The people of Kensington came out of lockdown, only to see their recreation centre being demolished as part of its redevelopment.
One father and son weight-lifting duo got into the habit of travelling to North Melbourne.
“We’re coming here four times a week,” said dad, Andrew Roberts. “Aidan is in Year 12 so he we’ll drop back to three until he finishes.”
Imagine their shock when a sign went up at the North Melbourne Recreation Centre about a month ago that the gym would be closed from June 30.
“There was no consultation,” he said. “We came in one day and the signs were up. One of the staff got an email the day before.”
Andrew sent an email to the council to complain. It got referred back to the recreation centre, which was strange, he said, because they hadn’t made the decision to close the gym in the first place.
Gym facilities have become a hot issue over the past few months as people try and regain some agency over their lives.
Physical fitness is vital to mental health and not all councils have been sensitive to the benefits of communal exercise, taking the easy option of subscribing to online classes.

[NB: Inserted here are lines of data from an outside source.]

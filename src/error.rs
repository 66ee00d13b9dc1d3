use std::io;
use std::path::PathBuf;

use thiserror::Error;

#[derive(Debug, Error)]
pub enum ToolError {
    #[error("cannot open {}", .path.display())]
    FileAccess {
        path: PathBuf,
        #[source]
        source: io::Error,
    },

    #[error("cannot read {} at line {line}", .path.display())]
    Read {
        path: PathBuf,
        line: usize,
        #[source]
        source: io::Error,
    },

    #[error("invalid public suffix list {}: {message}", .path.display())]
    SuffixList { path: PathBuf, message: String },
}
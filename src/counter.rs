use anyhow::{Context, Result};
use std::io::Write;
use std::path::Path;
use std::time::Instant;
use tracing::info;

use crate::database::SuffixDatabase;
use crate::domain;
use crate::input;
use crate::stats::SuffixTally;

/// Tallies the public suffix of every non-blank line in `path`.
pub fn count_suffixes(database: &SuffixDatabase, path: &Path) -> Result<SuffixTally> {
    let start_time = Instant::now();
    info!(action = "start", component = "suffix_count", file_path = ?path, "Starting suffix count");

    let tally = input::open_lines(path)?
        .map(|line| line.map(|line| domain::extract(database, &line).suffix))
        .collect::<Result<SuffixTally, _>>()?;

    if tally.is_empty() {
        info!(action = "skip", component = "suffix_count", file_path = ?path, "No non-blank lines in input");
    }
    info!(
        action = "complete",
        component = "suffix_count",
        lines = tally.total(),
        distinct_suffixes = tally.distinct(),
        duration_ms = start_time.elapsed().as_millis(),
        "Suffix count completed"
    );
    Ok(tally)
}

/// Prints `<count> <suffix>` lines, most frequent first, limited to `top`
/// entries when given.
pub fn print_ranking<W: Write>(tally: &SuffixTally, top: Option<usize>, out: &mut W) -> Result<()> {
    let limit = top.unwrap_or(usize::MAX);
    for (suffix, count) in tally.ranked().into_iter().take(limit) {
        writeln!(out, "{} {}", count, suffix).context("Failed to write output")?;
    }
    out.flush().context("Failed to flush output")?;
    Ok(())
}
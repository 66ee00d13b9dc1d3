pub mod args;
pub mod counter;
pub mod database;
pub mod domain;
pub mod error;
pub mod extractor;
pub mod input;
pub mod stats;
pub mod utils;

pub use args::{Column, CountArgs, ExtractArgs, SuffixOptions};
pub use database::SuffixDatabase;
pub use domain::{extract, Extraction};
pub use error::ToolError;
pub use stats::SuffixTally;
use std::collections::HashMap;

/// Occurrence counts for public suffixes.
///
/// Ranking sorts by descending count; equal counts keep the order in which
/// the suffixes were first recorded, so identical input always ranks the same.
#[derive(Debug, Default)]
pub struct SuffixTally {
    counts: HashMap<String, (usize, usize)>,
    total: usize,
}

impl SuffixTally {
    pub fn new() -> Self {
        Self::default()
    }

    pub fn record(&mut self, suffix: &str) {
        let first_seen = self.counts.len();
        match self.counts.get_mut(suffix) {
            Some((count, _)) => *count += 1,
            None => {
                self.counts.insert(suffix.to_string(), (1, first_seen));
            }
        }
        self.total += 1;
    }

    /// Number of recorded lines, duplicates included.
    pub fn total(&self) -> usize {
        self.total
    }

    pub fn distinct(&self) -> usize {
        self.counts.len()
    }

    pub fn is_empty(&self) -> bool {
        self.total == 0
    }

    pub fn ranked(&self) -> Vec<(&str, usize)> {
        let mut entries: Vec<(&str, usize, usize)> = self
            .counts
            .iter()
            .map(|(suffix, &(count, first_seen))| (suffix.as_str(), count, first_seen))
            .collect();
        entries.sort_by(|a, b| b.1.cmp(&a.1).then(a.2.cmp(&b.2)));

        entries
            .into_iter()
            .map(|(suffix, count, _)| (suffix, count))
            .collect()
    }
}

impl<S: AsRef<str>> FromIterator<S> for SuffixTally {
    fn from_iter<I: IntoIterator<Item = S>>(iter: I) -> Self {
        let mut tally = SuffixTally::new();
        for suffix in iter {
            tally.record(suffix.as_ref());
        }
        tally
    }
}
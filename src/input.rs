use std::fs::File;
use std::io::{self, BufRead, BufReader};
use std::path::{Path, PathBuf};

use tracing::debug;

use crate::error::ToolError;

/// Path argument that selects standard input instead of a file.
pub const STDIN_PATH: &str = "-";

/// Single forward pass over the non-blank lines of a reader.
///
/// Each yielded line has its surrounding whitespace stripped. The underlying
/// handle is owned by the iterator and closed when it is dropped, whether the
/// pass finished or bailed out on an error.
pub struct NonBlankLines<R> {
    lines: io::Lines<R>,
    path: PathBuf,
    line_number: usize,
}

impl<R: BufRead> NonBlankLines<R> {
    pub fn new(reader: R, path: impl Into<PathBuf>) -> Self {
        Self {
            lines: reader.lines(),
            path: path.into(),
            line_number: 0,
        }
    }
}

impl<R: BufRead> Iterator for NonBlankLines<R> {
    type Item = Result<String, ToolError>;

    fn next(&mut self) -> Option<Self::Item> {
        loop {
            let line = self.lines.next()?;
            self.line_number += 1;

            match line {
                Ok(line) => {
                    let trimmed = line.trim();
                    if trimmed.is_empty() {
                        continue;
                    }
                    return Some(Ok(trimmed.to_string()));
                }
                Err(source) => {
                    return Some(Err(ToolError::Read {
                        path: self.path.clone(),
                        line: self.line_number,
                        source,
                    }))
                }
            }
        }
    }
}

/// Opens `path` (or stdin for `-`) for a line-by-line pass.
pub fn open_lines(path: &Path) -> Result<NonBlankLines<Box<dyn BufRead>>, ToolError> {
    let reader: Box<dyn BufRead> = if path.as_os_str() == STDIN_PATH {
        debug!(action = "open", component = "input", "Reading from standard input");
        Box::new(BufReader::new(io::stdin()))
    } else {
        let file = File::open(path).map_err(|source| ToolError::FileAccess {
            path: path.to_path_buf(),
            source,
        })?;
        debug!(action = "open", component = "input", file_path = ?path, "Opened input file");
        Box::new(BufReader::new(file))
    };

    Ok(NonBlankLines::new(reader, path))
}

#[cfg(test)]
mod tests {
    use super::*;
    use std::io::Cursor;

    fn collect(text: &str) -> Vec<String> {
        NonBlankLines::new(Cursor::new(text.to_string()), "test.txt")
            .collect::<Result<Vec<_>, _>>()
            .unwrap()
    }

    #[test]
    fn test_skips_blank_and_whitespace_only_lines() {
        let lines = collect("a.com\n\n   \n\t\nb.com\n");
        assert_eq!(lines, vec!["a.com", "b.com"]);
    }

    #[test]
    fn test_strips_surrounding_whitespace() {
        let lines = collect("  www.example.co.uk \r\n\tc.org\t");
        assert_eq!(lines, vec!["www.example.co.uk", "c.org"]);
    }

    #[test]
    fn test_empty_input_yields_nothing() {
        assert!(collect("").is_empty());
        assert!(collect("\n\n\n").is_empty());
    }

    #[test]
    fn test_invalid_utf8_reports_line_number() {
        let bytes = b"a.com\n\xff\xfe\n".to_vec();
        let mut lines = NonBlankLines::new(Cursor::new(bytes), "bad.txt");

        assert_eq!(lines.next().unwrap().unwrap(), "a.com");
        match lines.next().unwrap() {
            Err(ToolError::Read { line, path, .. }) => {
                assert_eq!(line, 2);
                assert_eq!(path, PathBuf::from("bad.txt"));
            }
            other => panic!("expected read error, got {:?}", other),
        }
    }

    #[test]
    fn test_open_missing_file_is_file_access_error() {
        let dir = tempfile::tempdir().unwrap();
        let missing = dir.path().join("does-not-exist.txt");

        match open_lines(&missing) {
            Err(ToolError::FileAccess { path, .. }) => assert_eq!(path, missing),
            Err(other) => panic!("unexpected error: {}", other),
            Ok(_) => panic!("missing file should not open"),
        }
    }

    #[test]
    fn test_open_reads_file_lines() {
        let dir = tempfile::tempdir().unwrap();
        let path = dir.path().join("hosts.txt");
        std::fs::write(&path, "a.com\n\nb.org\n").unwrap();

        let lines = open_lines(&path)
            .unwrap()
            .collect::<Result<Vec<_>, _>>()
            .unwrap();
        assert_eq!(lines, vec!["a.com", "b.org"]);
    }
}
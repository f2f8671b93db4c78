//! Events emitted on the scan and copy pools carry the run's span.

use deploy_sync::config::AppConfig;
use deploy_sync::context::RunContext;
use deploy_sync::core::{RunOutcome, pipeline};
use std::fs;
use std::path::Path;
use std::sync::{Arc, Mutex};
use tempfile::tempdir;
use tracing::{Event, Subscriber};
use tracing_subscriber::Layer;
use tracing_subscriber::layer::{Context, SubscriberExt};
use tracing_subscriber::registry::LookupSpan;
use tracing_subscriber::util::SubscriberInitExt;

/// Records each event's target and whether a `sync_run` span encloses it.
#[derive(Clone, Default)]
struct RunScopeRecorder {
    events: Arc<Mutex<Vec<(String, bool)>>>,
}

impl<S> Layer<S> for RunScopeRecorder
where
    S: Subscriber + for<'a> LookupSpan<'a>,
{
    fn on_event(&self, event: &Event<'_>, ctx: Context<'_, S>) {
        let in_run = ctx
            .event_scope(event)
            .is_some_and(|mut scope| scope.any(|span| span.name() == "sync_run"));

        self.events
            .lock()
            .unwrap()
            .push((event.metadata().target().to_string(), in_run));
    }
}

fn create_file(path: &Path, content: &[u8]) {
    if let Some(parent) = path.parent() {
        fs::create_dir_all(parent).unwrap();
    }
    fs::write(path, content).unwrap();
}

#[test]
fn worker_events_are_recorded_inside_the_run_span() {
    let recorder = RunScopeRecorder::default();
    tracing_subscriber::registry().with(recorder.clone()).init();

    let temp = tempdir().unwrap();
    let source = temp.path().join("app");
    let dest = temp.path().join("deploy");
    create_file(&source.join("public/a.txt"), &[b'a'; 10]);
    create_file(&source.join("public/img/b.png"), &[b'b'; 1000]);
    create_file(&source.join("server.js"), &[b's'; 50]);

    let ctx = RunContext::new(AppConfig {
        source_root: source,
        destination_root: Some(dest),
        items: vec!["public".to_string(), "server.js".to_string()],
        ..AppConfig::default()
    });
    let summary = pipeline::run(&ctx).unwrap();
    assert_eq!(summary.outcome(), RunOutcome::Complete);

    let events = recorder.events.lock().unwrap();
    let pool_events: Vec<_> = events
        .iter()
        .filter(|(target, _)| {
            target.starts_with("deploy_sync::core::copier")
                || target.starts_with("deploy_sync::core::enumerator")
        })
        .collect();

    // Two "Scanned item" lines plus per-file copy events.
    assert!(pool_events.len() >= 5, "too few events: {pool_events:?}");
    for (target, in_run) in pool_events {
        assert!(*in_run, "event from {target} logged outside the run span");
    }
}
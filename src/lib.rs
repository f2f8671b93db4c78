//! Parallel copy of a web application's build artifacts into a deployment
//! directory.

pub mod config;
pub mod context;
pub mod core;
pub mod error;
pub mod logging;

pub use error::{Result, SyncError};
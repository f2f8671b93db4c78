use std::path::{Component, Path, PathBuf};

use chrono::{DateTime, Utc};
use serde::Serialize;
use uuid::Uuid;

use crate::core::destination::INCOMPLETE_MARKER;
use crate::error::{Result, SyncError};

/// Ordered, de-duplicated list of top-level item names under the source root.
#[derive(Debug, Clone, PartialEq, Eq)]
pub struct ArtifactSpec {
    items: Vec<String>,
}

impl ArtifactSpec {
    pub fn new<I, S>(items: I) -> Result<Self>
    where
        I: IntoIterator<Item = S>,
        S: AsRef<str>,
    {
        let mut names: Vec<String> = Vec::new();

        for raw in items {
            let name = validate_item_name(raw.as_ref())?;
            if !names.contains(&name) {
                names.push(name);
            }
        }

        if names.is_empty() {
            return Err(SyncError::NoItems);
        }

        Ok(Self { items: names })
    }

    pub fn items(&self) -> &[String] {
        &self.items
    }

    pub fn len(&self) -> usize {
        self.items.len()
    }

    pub fn is_empty(&self) -> bool {
        self.items.is_empty()
    }
}

/// Item names must be a single plain path component so that every relative
/// path stays inside both roots.
fn validate_item_name(raw: &str) -> Result<String> {
    let invalid = |reason| SyncError::InvalidItem {
        name: raw.to_string(),
        reason,
    };

    if raw.trim().is_empty() {
        return Err(invalid("name is empty"));
    }

    let mut components = Path::new(raw).components();
    let name = match (components.next(), components.next()) {
        (Some(Component::Normal(name)), None) => name.to_string_lossy().into_owned(),
        (Some(Component::Normal(_)), Some(_)) => {
            return Err(invalid("must be a direct child of the source root"));
        }
        _ => return Err(invalid("must not be absolute or relative to a parent")),
    };

    if name == INCOMPLETE_MARKER {
        return Err(invalid("name is reserved for the completion marker"));
    }

    Ok(name)
}

/// One regular file discovered during enumeration.
#[derive(Debug, Clone, PartialEq, Eq, Serialize)]
pub struct FileRecord {
    pub source_path: PathBuf,
    /// Path relative to the source root, e.g. `public/img/logo.png`.
    pub relative_path: PathBuf,
    pub size_bytes: u64,
}

/// Result of copying a single file.
#[derive(Debug, Clone)]
pub struct CopyOutcome {
    pub source_path: PathBuf,
    pub dest_path: PathBuf,
    pub result: CopyResult,
}

#[derive(Debug, Clone)]
pub enum CopyResult {
    Copied {
        bytes: u64,
        /// BLAKE3 of the bytes read, when hashing was requested.
        hash: Option<[u8; 32]>,
    },
    Failed {
        message: String,
    },
}

/// A file that did not make it to the destination intact.
#[derive(Debug, Clone, PartialEq, Eq, Serialize)]
pub struct CopyFailure {
    pub relative_path: PathBuf,
    pub message: String,
}

/// Hash of a file computed while it was copied.
#[derive(Debug, Clone)]
pub struct FileHash {
    pub relative_path: PathBuf,
    pub hash: [u8; 32],
    pub size: u64,
}

#[derive(Debug, Clone, Copy, PartialEq, Eq, Serialize)]
#[serde(rename_all = "snake_case")]
pub enum RunOutcome {
    Complete,
    CompletedWithFailures,
    Cancelled,
}

/// End-of-run statistics.
#[derive(Debug, Clone, Serialize)]
pub struct RunSummary {
    pub run_id: Uuid,
    pub started_at: DateTime<Utc>,
    pub source_root: PathBuf,
    pub destination_root: PathBuf,
    pub files_scanned: u64,
    pub bytes_scanned: u64,
    pub files_copied: u64,
    pub bytes_copied: u64,
    pub scan_secs: f64,
    pub copy_secs: f64,
    /// Copy-stage throughput; scan time is excluded.
    pub throughput_mbps: f64,
    pub files_verified: Option<u64>,
    pub cancelled: bool,
    pub failures: Vec<CopyFailure>,
}

impl RunSummary {
    pub fn outcome(&self) -> RunOutcome {
        if self.cancelled {
            RunOutcome::Cancelled
        } else if self.failures.is_empty() {
            RunOutcome::Complete
        } else {
            RunOutcome::CompletedWithFailures
        }
    }
}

Last month North West City News reported on the City of Melbourne’s Future Melbourne Committee meeting held at the Meat Market Stables in North Melbourne, where the issue of the gym was raised by a number of locals.
Several people spoke publicly against the closure of the gym in a moving display of democratic protest made possible by the council’s decision to take meetings to the people. .
They were critical of the alternative – a cramped gym at the North Melbourne Football Club (NMFC)
The council’s head of neighbourhood planning spoke for five minutes about the issue, but it was still not clear what the outcome would be. The logic behind the move involved moving NMFC’s The Huddle to the recreation centre to run community outreach and employment programs.
In closing the discussion on the issue, deputy major Nick Reece said, “the community consultation process is ongoing. The gym services will be available while consultation takes place.”
When North West City News visited on July 9, closure notices had been removed, the staff member given notice was still working and Andrew and Aidan were doing a work-out.
Andrew said he sent two emails to the officers and they just “passed the buck”.
The visibility of both councillors and staff away from the trappings of Town Hall is a big step in the right direction of open government.
Andrew is hoping the gym will stay open at the recreation centre until the new one in Kensington is completed.
“We did exercise at home,” he said. “We went slower but didn’t have the weights. There’s more community here and you talk to people instead of being locked up in the garage by yourself.” •
Caption: Andrew and Aidan doing a work-out.